Vitamin D Lowers Risk of Death
Although it is termed a “vitamin”, vitamin D is actually more of a hormone, one which regulates literally hundreds of different functions in the human body. It is no wonder, then, that this nutrient affects health and disease outcomes in so many ways.
The piece of research discussed in the following article gives us a broad idea of the usefulness and importance of vitamin D – it improves overall longevity.
Lack of Vitamin D Increases Risk of Death
by Reuben Chow
Vitamin D, the sunshine vitamin, has already been linked to so many vital health functions and benefits. Among others, it boosts immune function, improves absorption of calcium thereby contributing to strong and healthy bones, plays an important role in cell growth, and reduces cancer risk. Now, in a conclusive study carried out by researchers at Johns Hopkins earlier this year, it has been revealed that lack of vitamin D can quite greatly increase the overall risk of death.

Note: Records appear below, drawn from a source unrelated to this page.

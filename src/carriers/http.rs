use reqwest::{Method, RequestBuilder};
use serde::de::DeserializeOwned;
use serde::Serialize;
use std::time::Duration;
use tracing::debug;

use super::{CarrierCode, CarrierError};
use crate::errors::ServiceError;

const MAX_ERROR_BODY: usize = 512;

pub(crate) enum Auth {
    Bearer(String),
    Basic { username: String, password: String },
    Header { name: &'static str, value: String },
}

/// JSON-over-HTTP client shared by the carrier adapters
pub(crate) struct CarrierHttp {
    provider: CarrierCode,
    client: reqwest::Client,
    base_url: String,
    auth: Auth,
}

/// An explicit override wins, otherwise sandbox or production
pub(crate) fn resolve_base_url(
    override_url: Option<&str>,
    sandbox: bool,
    sandbox_url: &str,
    production_url: &str,
) -> String {
    let url = match override_url {
        Some(url) if !url.trim().is_empty() => url,
        _ if sandbox => sandbox_url,
        _ => production_url,
    };
    url.trim_end_matches('/').to_string()
}

impl CarrierHttp {
    pub(crate) fn new(
        provider: CarrierCode,
        base_url: String,
        auth: Auth,
        timeout: Duration,
    ) -> Result<Self, ServiceError> {
        let client = reqwest::Client::builder()
            .timeout(timeout)
            .build()
            .map_err(|e| {
                ServiceError::InternalError(format!("failed to build {provider} HTTP client: {e}"))
            })?;

        Ok(Self {
            provider,
            client,
            base_url,
            auth,
        })
    }

    fn request(&self, method: Method, path: &str) -> RequestBuilder {
        let builder = self
            .client
            .request(method, format!("{}{}", self.base_url, path));
        match &self.auth {
            Auth::Bearer(token) => builder.bearer_auth(token),
            Auth::Basic { username, password } => builder.basic_auth(username, Some(password)),
            Auth::Header { name, value } => builder.header(*name, value),
        }
    }

    pub(crate) async fn get<T: DeserializeOwned>(&self, path: &str) -> Result<T, CarrierError> {
        self.send(self.request(Method::GET, path)).await
    }

    pub(crate) async fn post<B, T>(&self, path: &str, body: &B) -> Result<T, CarrierError>
    where
        B: Serialize + ?Sized,
        T: DeserializeOwned,
    {
        self.send(self.request(Method::POST, path).json(body)).await
    }

    async fn send<T: DeserializeOwned>(&self, builder: RequestBuilder) -> Result<T, CarrierError> {
        let provider = self.provider;
        let response = builder
            .send()
            .await
            .map_err(|source| CarrierError::Http { provider, source })?;

        let status = response.status();
        let body = response
            .text()
            .await
            .map_err(|source| CarrierError::Http { provider, source })?;

        if !status.is_success() {
            let mut body = body;
            if body.len() > MAX_ERROR_BODY {
                let mut cut = MAX_ERROR_BODY;
                while !body.is_char_boundary(cut) {
                    cut -= 1;
                }
                body.truncate(cut);
            }
            return Err(CarrierError::Status {
                provider,
                status: status.as_u16(),
                body,
            });
        }

        debug!(carrier = %provider, status = status.as_u16(), "carrier response received");
        serde_json::from_str(&body).map_err(|e| CarrierError::decode(provider, e.to_string()))
    }
}
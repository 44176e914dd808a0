/// Inbound carrier webhooks: signature schemes and payload shapes
pub mod payload;
pub mod signature;

pub use payload::{parse, InboundTrackingUpdate};
pub use signature::{sign, verify, SignatureError, SIGNATURE_HEADER};
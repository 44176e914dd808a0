use axum::{
    http::StatusCode,
    response::{IntoResponse, Response},
    Json,
};
use sea_orm::error::DbErr;
use serde::{Deserialize, Serialize};
use serde_json::json;
use utoipa::ToSchema;

use crate::carriers::CarrierError;

fn current_request_id() -> Option<String> {
    crate::tracing::current_request_id().map(|rid| rid.as_str().to_string())
}

/// Error body returned by every failing endpoint
#[derive(Debug, Serialize, Deserialize, ToSchema)]
#[schema(example = json!({
    "error": "Not Found",
    "message": "Not found: Shipment with tracking number JD014600003RU not found",
    "details": null,
    "request_id": "req-abc123xyz",
    "timestamp": "2024-12-09T10:30:00.000Z"
}))]
pub struct ErrorResponse {
    /// HTTP status category (e.g., "Not Found", "Unauthorized")
    #[schema(example = "Not Found")]
    pub error: String,
    /// Human-readable error description
    pub message: String,
    #[serde(skip_serializing_if = "Option::is_none")]
    pub details: Option<String>,
    /// Unique request identifier for support and debugging
    #[serde(skip_serializing_if = "Option::is_none")]
    #[schema(example = "req-abc123xyz")]
    pub request_id: Option<String>,
    #[schema(example = "2024-12-09T10:30:00.000Z")]
    pub timestamp: String,
}

#[derive(Debug, thiserror::Error, Serialize)]
pub enum ServiceError {
    #[error("Database error: {0}")]
    DatabaseError(
        #[from]
        #[serde(skip)]
        DbErr,
    ),

    #[error("Not found: {0}")]
    NotFound(String),

    #[error("Validation error: {0}")]
    ValidationError(String),

    #[error("Bad request: {0}")]
    BadRequest(String),

    #[error("Unauthorized: {0}")]
    Unauthorized(String),

    #[error("Forbidden: {0}")]
    Forbidden(String),

    #[error("Invalid webhook signature for provider {0}")]
    SignatureInvalid(String),

    #[error("Unknown shipping provider: {0}")]
    UnknownProvider(String),

    #[error("Carrier {provider} request failed: {message}")]
    CarrierApiError { provider: String, message: String },

    #[error("Invalid status: {0}")]
    InvalidStatus(String),

    #[error("Transaction conflict: {0}")]
    TransactionConflict(String),

    #[error("Conflict: {0}")]
    Conflict(String),

    #[error("Rate limit exceeded")]
    RateLimitExceeded,

    #[error("External service error: {0}")]
    ExternalServiceError(String),

    #[error("Serialization error: {0}")]
    SerializationError(String),

    #[error("Internal error: {0}")]
    InternalError(String),

    #[error("Other error: {0}")]
    Other(
        #[from]
        #[serde(skip)]
        anyhow::Error,
    ),
}

impl From<validator::ValidationErrors> for ServiceError {
    fn from(err: validator::ValidationErrors) -> Self {
        ServiceError::ValidationError(err.to_string())
    }
}

impl From<serde_json::Error> for ServiceError {
    fn from(err: serde_json::Error) -> Self {
        ServiceError::SerializationError(err.to_string())
    }
}

impl From<CarrierError> for ServiceError {
    fn from(err: CarrierError) -> Self {
        match err {
            // The request can never succeed with this carrier
            CarrierError::Unsupported { .. } => ServiceError::BadRequest(err.to_string()),
            _ => ServiceError::CarrierApiError {
                provider: err.provider().to_string(),
                message: err.to_string(),
            },
        }
    }
}

pub trait IntoDbErr {
    fn into_db_err(self) -> DbErr;
}

impl IntoDbErr for DbErr {
    fn into_db_err(self) -> DbErr {
        self
    }
}

impl IntoDbErr for String {
    fn into_db_err(self) -> DbErr {
        DbErr::Custom(self)
    }
}

impl IntoDbErr for &str {
    fn into_db_err(self) -> DbErr {
        DbErr::Custom(self.to_string())
    }
}

impl ServiceError {
    /// Normalizes a database error, promoting lock contention into
    /// `TransactionConflict` so callers can retry the unit of work.
    pub fn db_error<E: IntoDbErr>(error: E) -> Self {
        let err = error.into_db_err();
        if is_lock_conflict(&err) {
            return ServiceError::TransactionConflict(err.to_string());
        }
        ServiceError::DatabaseError(err)
    }

    pub fn is_transient(&self) -> bool {
        matches!(self, Self::TransactionConflict(_))
    }

    /// Returns the HTTP status code for this error.
    /// This is the single source of truth for error-to-status mapping.
    pub fn status_code(&self) -> StatusCode {
        match self {
            Self::DatabaseError(_) => StatusCode::INTERNAL_SERVER_ERROR,
            Self::NotFound(_) => StatusCode::NOT_FOUND,
            Self::ValidationError(_)
            | Self::BadRequest(_)
            | Self::UnknownProvider(_)
            | Self::InvalidStatus(_) => StatusCode::BAD_REQUEST,
            Self::Unauthorized(_) | Self::SignatureInvalid(_) => StatusCode::UNAUTHORIZED,
            Self::Forbidden(_) => StatusCode::FORBIDDEN,
            Self::CarrierApiError { .. } | Self::ExternalServiceError(_) => {
                StatusCode::BAD_GATEWAY
            }
            Self::TransactionConflict(_) | Self::Conflict(_) => StatusCode::CONFLICT,
            Self::RateLimitExceeded => StatusCode::TOO_MANY_REQUESTS,
            Self::SerializationError(_) | Self::InternalError(_) | Self::Other(_) => {
                StatusCode::INTERNAL_SERVER_ERROR
            }
        }
    }

    /// Returns the error message suitable for HTTP responses.
    /// Internal and carrier errors return generic messages; the detail is logged.
    pub fn response_message(&self) -> String {
        match self {
            Self::DatabaseError(_) => "Database error".to_string(),
            Self::SerializationError(_) | Self::InternalError(_) | Self::Other(_) => {
                "Internal server error".to_string()
            }
            Self::CarrierApiError { .. } => "Carrier service unavailable".to_string(),
            Self::ExternalServiceError(_) => "External service unavailable".to_string(),
            Self::SignatureInvalid(_) => "Invalid signature".to_string(),
            Self::TransactionConflict(_) => {
                "Concurrent update in progress, please retry".to_string()
            }
            _ => self.to_string(),
        }
    }
}

fn is_lock_conflict(err: &DbErr) -> bool {
    let text = err.to_string().to_ascii_lowercase();
    text.contains("deadlock")
        || text.contains("could not serialize")
        || text.contains("lock timeout")
        || text.contains("database is locked")
}

impl IntoResponse for ServiceError {
    fn into_response(self) -> Response {
        let status = self.status_code();
        if status.is_server_error() {
            tracing::error!(error = %self, status = status.as_u16(), "request failed");
        }

        let err = ErrorResponse {
            error: status.canonical_reason().unwrap_or("Error").to_string(),
            message: self.response_message(),
            details: None,
            request_id: current_request_id(),
            timestamp: chrono::Utc::now().to_rfc3339(),
        };

        (status, Json(err)).into_response()
    }
}

#[cfg(test)]
mod tests {
    use super::*;
    use axum::body::to_bytes;

    #[tokio::test]
    async fn service_error_response_includes_request_id() {
        let response =
            crate::tracing::scope_request_id(crate::tracing::RequestId::new("req-123"), async {
                ServiceError::NotFound("missing".into()).into_response()
            })
            .await;
        assert_eq!(response.status(), StatusCode::NOT_FOUND);

        let body = to_bytes(response.into_body(), usize::MAX).await.unwrap();
        let payload: ErrorResponse = serde_json::from_slice(&body).unwrap();
        assert_eq!(payload.request_id.as_deref(), Some("req-123"));
    }

    #[test]
    fn service_error_status_code_mapping() {
        assert_eq!(
            ServiceError::NotFound("x".into()).status_code(),
            StatusCode::NOT_FOUND
        );
        assert_eq!(
            ServiceError::SignatureInvalid("dhl".into()).status_code(),
            StatusCode::UNAUTHORIZED
        );
        assert_eq!(
            ServiceError::CarrierApiError {
                provider: "dhl".into(),
                message: "timeout".into()
            }
            .status_code(),
            StatusCode::BAD_GATEWAY
        );
        assert_eq!(
            ServiceError::TransactionConflict("x".into()).status_code(),
            StatusCode::CONFLICT
        );
        assert_eq!(
            ServiceError::RateLimitExceeded.status_code(),
            StatusCode::TOO_MANY_REQUESTS
        );
        assert_eq!(
            ServiceError::UnknownProvider("ups".into()).status_code(),
            StatusCode::BAD_REQUEST
        );
    }

    #[test]
    fn response_message_hides_internal_and_carrier_details() {
        assert_eq!(
            ServiceError::InternalError("secret".into()).response_message(),
            "Internal server error"
        );
        let carrier = ServiceError::CarrierApiError {
            provider: "dhl".into(),
            message: "401 invalid api key abc".into(),
        };
        assert!(!carrier.response_message().contains("abc"));
        assert_eq!(
            ServiceError::NotFound("Shipment not found".into()).response_message(),
            "Not found: Shipment not found"
        );
    }

    #[test]
    fn unsupported_carrier_requests_are_client_errors() {
        let err: ServiceError = CarrierError::Unsupported {
            provider: crate::carriers::CarrierCode::BoxNow,
            message: "BoxNow requires a pickup point".into(),
        }
        .into();
        assert_eq!(err.status_code(), StatusCode::BAD_REQUEST);
        assert!(err.response_message().contains("pickup point"));
    }

    #[test]
    fn lock_errors_become_transaction_conflicts() {
        let err = ServiceError::db_error("deadlock detected");
        assert!(err.is_transient());
        let err = ServiceError::db_error("syntax error");
        assert!(matches!(err, ServiceError::DatabaseError(_)));
    }
}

Details and Findings of Study
The study, which was published online in the Archives of Internal Medicine, had looked at a diverse group of 13,000 people participating in a national health survey. The group included both men and women, and the subjects were healthy at the start of the study. Risk of death was then compared with levels of vitamin D in the blood. According to experts, 17.8 nanograms per milliliter of blood or lower is considered a deficiency.
The study, which was funded by the National Institutes of Health, the P.J. Schafer Cardiovascular Research Fund and the Paul Beeson Physician Faculty Scholars in Aging Program, found that factors which increased the probability of vitamin D deficiency were increasing age, being female, being of non-white ethnicity, having diabetes, currently a smoker, and having higher body mass index.
On the flip side, more physical activity, vitamin D supplementation and being in non-winter season decreased the likelihood of vitamin D deficiency.
By the end of the year 2000, which covered a median follow-up period of 8.7 years, 1,806 of the participants had passed on, with 777 succumbing to cardiovascular disease.
When analyzed, with factors such as demographics, season and cardiovascular disease risk factors being adjusted for, the data revealed that, compared with those in the highest quartile, those in the lowest quartile in terms of vitamin D levels (i.e. those who were deficient) had an 26% increase in risk of death from all causes.
When adjusted for cardiovascular disease and cancer, higher risks were revealed, although those figures were not statistically significant. All in all, according to the study team, their findings do add to a trend, with other studies having linked vitamin D deficiency to increased breast cancer risk and depression in older folks.